▶ [What is expected] Go through the data below. List every line that holds the word "does".
- - - -
// Copyright (c) 2026, Chad Hogan
// All rights reserved.
//
// This source code is licensed under the BSD-3-Clause license found in the
// LICENSE file in the root directory of this source tree.

use thiserror::Error;

/// Errors raised by the bracketed root finder and the 2D minimizer.
///
/// These carry no geometry so that `optimize` stays usable on its own.
#[derive(Debug, Clone, PartialEq, Error)]
pub enum RootError {
    /// The function does not change sign over the bracket.
    #[error("no root in bracket: f({a})={fa}, f({b})={fb}")]
    NotBracketed {
        /// Left end of the bracket.
        a: f64,
        /// Right end of the bracket.
        b: f64,
        /// Function value at `a`.
        fa: f64,
        /// Function value at `b`.
        fb: f64,
    },
    /// The function returned a non-finite value.
    #[error("non-finite function value {fx} at x = {x}")]
    NonFinite {
        /// Where the function was evaluated.
        x: f64,
        /// The value it returned.
        fx: f64,
    },
    /// The iteration budget ran out before the tolerance was met.
    #[error("no convergence after {iters} iterations")]
    MaxIterations {
        /// Number of iterations performed.
        iters: usize,
    },
    /// A solver configuration value is out of range.
    #[error("invalid config: {reason}")]
    InvalidConfig {
        /// Which constraint was violated.
        reason: &'static str,
    },
}

/// Errors that can occur while building or solving a local update.
#[derive(Debug, Clone, PartialEq, Error)]
pub enum JmmError {
    /// The update specification is inconsistent (missing collaborator,
    /// far base vertex, non-finite raw data, ...).
    #[error("invalid update specification: {reason}")]
    InvalidSpec {
        /// Explanation of what is wrong.
        reason: String,
    },
    /// Exactly one base vertex carries a point-source jet.
    #[error("base jets mix point-source and finite values")]
    MixedPointSource,
    /// All base jets are point sources but no precomputed patch exists.
    #[error("no precomputed boundary data for base {base:?}")]
    MissingBoundaryData {
        /// Base vertex indices, if they were supplied.
        base: Vec<usize>,
    },
    /// Both endpoint values of an edge update are equal, so the boundary
    /// minimum is ambiguous.
    #[error("edge update endpoints have equal values ({value}); patch is malformed")]
    EqualEndpointValues {
        /// The shared endpoint value.
        value: f64,
    },
    /// A finite-difference perturbation did not move the minimizer.
    #[error("hessian not estimable: perturbation along axis {axis} left the minimizer unchanged")]
    HessianNotEstimable {
        /// The coordinate axis being perturbed.
        axis: usize,
    },
    /// Finite-difference step is too small or not finite.
    #[error("invalid finite difference step: {0}")]
    InvalidStep(f64),
    /// The 2D Newton iteration did not converge.
    #[error("update did not converge after {iters} iterations")]
    NotConverged {
        /// Number of iterations performed.
        iters: usize,
    },
    /// A result was requested before `solve` succeeded.
    #[error("update has not been solved")]
    NotSolved,
    /// A mesh cell references a vertex that does not exist.
    #[error("cell {cell} references vertex {index} but the mesh has {num_verts} vertices")]
    InvalidVertexIndex {
        /// The offending cell.
        cell: usize,
        /// The bad vertex index.
        index: usize,
        /// Number of vertices in the mesh.
        num_verts: usize,
    },
    /// A mesh cell has (numerically) zero volume.
    #[error("cell {0} is degenerate")]
    DegenerateCell(usize),
    /// A mesh vertex has a non-finite coordinate.
    #[error("vertex {0} has a non-finite coordinate")]
    NonFiniteCoordinate(usize),
    /// The worker thread pool could not be created.
    #[error("failed to build thread pool: {0}")]
    ThreadPool(String),
    /// The root finder or minimizer failed outright.
    #[error(transparent)]
    Root(#[from] RootError),
}

impl JmmError {
    pub(crate) fn spec(reason: impl Into<String>) -> Self {
        JmmError::InvalidSpec {
            reason: reason.into(),
        }
    }
}

/// Convenience type alias for Results with JmmError.
pub type Result<T> = std::result::Result<T, JmmError>;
- - - -
▶ [Response to the task]
    /// The function does not change sign over the bracket.
    /// A mesh cell references a vertex that does not exist.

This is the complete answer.